Action item.
Set down the data again in full, keeping every line exactly as it is.

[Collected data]

━━━━

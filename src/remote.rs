//! Analysis service boundary: chart-zone and reinforcement analyzers.
//!
//! Both services are slow (seconds) and opaque; they take a JSON request
//! and answer a JSON payload the analysis cache interprets. Calls run on
//! the generous timeout.

use async_trait::async_trait;
use reqwest::Client;
use serde_json::{json, Value};
use tokio::time::Duration;

use crate::cards::Card;
use crate::error::{CoreError, CoreResult};

#[async_trait]
pub trait Analyzer: Send + Sync {
    async fn analyze_zone(&self, series: &[f64], card: Option<&Card>) -> CoreResult<Value>;
    async fn analyze_reinforcement(&self, card_id: &str, recent_scores: &[f64])
        -> CoreResult<Value>;
}

pub struct HttpAnalyzer {
    client: Client,
    base: String,
    timeout: Duration,
}

impl HttpAnalyzer {
    pub fn new(base: String, timeout_secs: u64) -> Self {
        Self {
            client: Client::builder().build().unwrap_or_else(|_| Client::new()),
            base: base.trim_end_matches('/').to_string(),
            timeout: Duration::from_secs(timeout_secs),
        }
    }

    async fn post(&self, operation: &str, path: &str, body: Value) -> CoreResult<Value> {
        let resp = self
            .client
            .post(format!("{}{path}", self.base))
            .timeout(self.timeout)
            .json(&body)
            .send()
            .await
            .map_err(|err| {
                if err.is_timeout() {
                    CoreError::RemoteTimeout {
                        operation: operation.to_string(),
                        timeout_secs: self.timeout.as_secs(),
                    }
                } else {
                    CoreError::RemoteUnavailable {
                        operation: operation.to_string(),
                        message: err.to_string(),
                    }
                }
            })?;
        if !resp.status().is_success() {
            return Err(CoreError::RemoteUnavailable {
                operation: operation.to_string(),
                message: format!("http status {}", resp.status()),
            });
        }
        resp.json().await.map_err(|err| CoreError::RemoteUnavailable {
            operation: operation.to_string(),
            message: format!("undecodable analysis response: {err}"),
        })
    }
}

#[async_trait]
impl Analyzer for HttpAnalyzer {
    async fn analyze_zone(&self, series: &[f64], card: Option<&Card>) -> CoreResult<Value> {
        self.post(
            "analysis.zone",
            "/analysis/zone",
            json!({ "series": series, "card": card }),
        )
        .await
    }

    async fn analyze_reinforcement(
        &self,
        card_id: &str,
        recent_scores: &[f64],
    ) -> CoreResult<Value> {
        self.post(
            "analysis.reinforcement",
            "/analysis/reinforcement",
            json!({ "cardId": card_id, "recentScores": recent_scores }),
        )
        .await
    }
}

/// Stub analyzer for offline runs: no zone opinion, always-HOLD decisions.
pub struct NullAnalyzer;

#[async_trait]
impl Analyzer for NullAnalyzer {
    async fn analyze_zone(&self, _series: &[f64], _card: Option<&Card>) -> CoreResult<Value> {
        Ok(json!({}))
    }

    async fn analyze_reinforcement(
        &self,
        _card_id: &str,
        _recent_scores: &[f64],
    ) -> CoreResult<Value> {
        Ok(json!({ "action": "HOLD", "score": 0.0 }))
    }
}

━━━━

Solved problem.
filename src/remote.rs
//! Analysis service boundary: chart-zone and reinforcement analyzers.
//!
//! Both services are slow (seconds) and opaque; they take a JSON request
//! and answer a JSON payload the analysis cache interprets. Calls run on
//! the generous timeout.

use async_trait::async_trait;
use reqwest::Client;
use serde_json::{json, Value};
use tokio::time::Duration;

use crate::cards::Card;
use crate::error::{CoreError, CoreResult};

#[async_trait]
pub trait Analyzer: Send + Sync {
    async fn analyze_zone(&self, series: &[f64], card: Option<&Card>) -> CoreResult<Value>;
    async fn analyze_reinforcement(&self, card_id: &str, recent_scores: &[f64])
        -> CoreResult<Value>;
}

pub struct HttpAnalyzer {
    client: Client,
    base: String,
    timeout: Duration,
}

impl HttpAnalyzer {
    pub fn new(base: String, timeout_secs: u64) -> Self {
        Self {
            client: Client::builder().build().unwrap_or_else(|_| Client::new()),
            base: base.trim_end_matches('/').to_string(),
            timeout: Duration::from_secs(timeout_secs),
        }
    }

    async fn post(&self, operation: &str, path: &str, body: Value) -> CoreResult<Value> {
        let resp = self
            .client
            .post(format!("{}{path}", self.base))
            .timeout(self.timeout)
            .json(&body)
            .send()
            .await
            .map_err(|err| {
                if err.is_timeout() {
                    CoreError::RemoteTimeout {
                        operation: operation.to_string(),
                        timeout_secs: self.timeout.as_secs(),
                    }
                } else {
                    CoreError::RemoteUnavailable {
                        operation: operation.to_string(),
                        message: err.to_string(),
                    }
                }
            })?;
        if !resp.status().is_success() {
            return Err(CoreError::RemoteUnavailable {
                operation: operation.to_string(),
                message: format!("http status {}", resp.status()),
            });
        }
        resp.json().await.map_err(|err| CoreError::RemoteUnavailable {
            operation: operation.to_string(),
            message: format!("undecodable analysis response: {err}"),
        })
    }
}

#[async_trait]
impl Analyzer for HttpAnalyzer {
    async fn analyze_zone(&self, series: &[f64], card: Option<&Card>) -> CoreResult<Value> {
        self.post(
            "analysis.zone",
            "/analysis/zone",
            json!({ "series": series, "card": card }),
        )
        .await
    }

    async fn analyze_reinforcement(
        &self,
        card_id: &str,
        recent_scores: &[f64],
    ) -> CoreResult<Value> {
        self.post(
            "analysis.reinforcement",
            "/analysis/reinforcement",
            json!({ "cardId": card_id, "recentScores": recent_scores }),
        )
        .await
    }
}

/// Stub analyzer for offline runs: no zone opinion, always-HOLD decisions.
pub struct NullAnalyzer;

#[async_trait]
impl Analyzer for NullAnalyzer {
    async fn analyze_zone(&self, _series: &[f64], _card: Option<&Card>) -> CoreResult<Value> {
        Ok(json!({}))
    }

    async fn analyze_reinforcement(
        &self,
        _card_id: &str,
        _recent_scores: &[f64],
    ) -> CoreResult<Value> {
        Ok(json!({ "action": "HOLD", "score": 0.0 }))
    }
}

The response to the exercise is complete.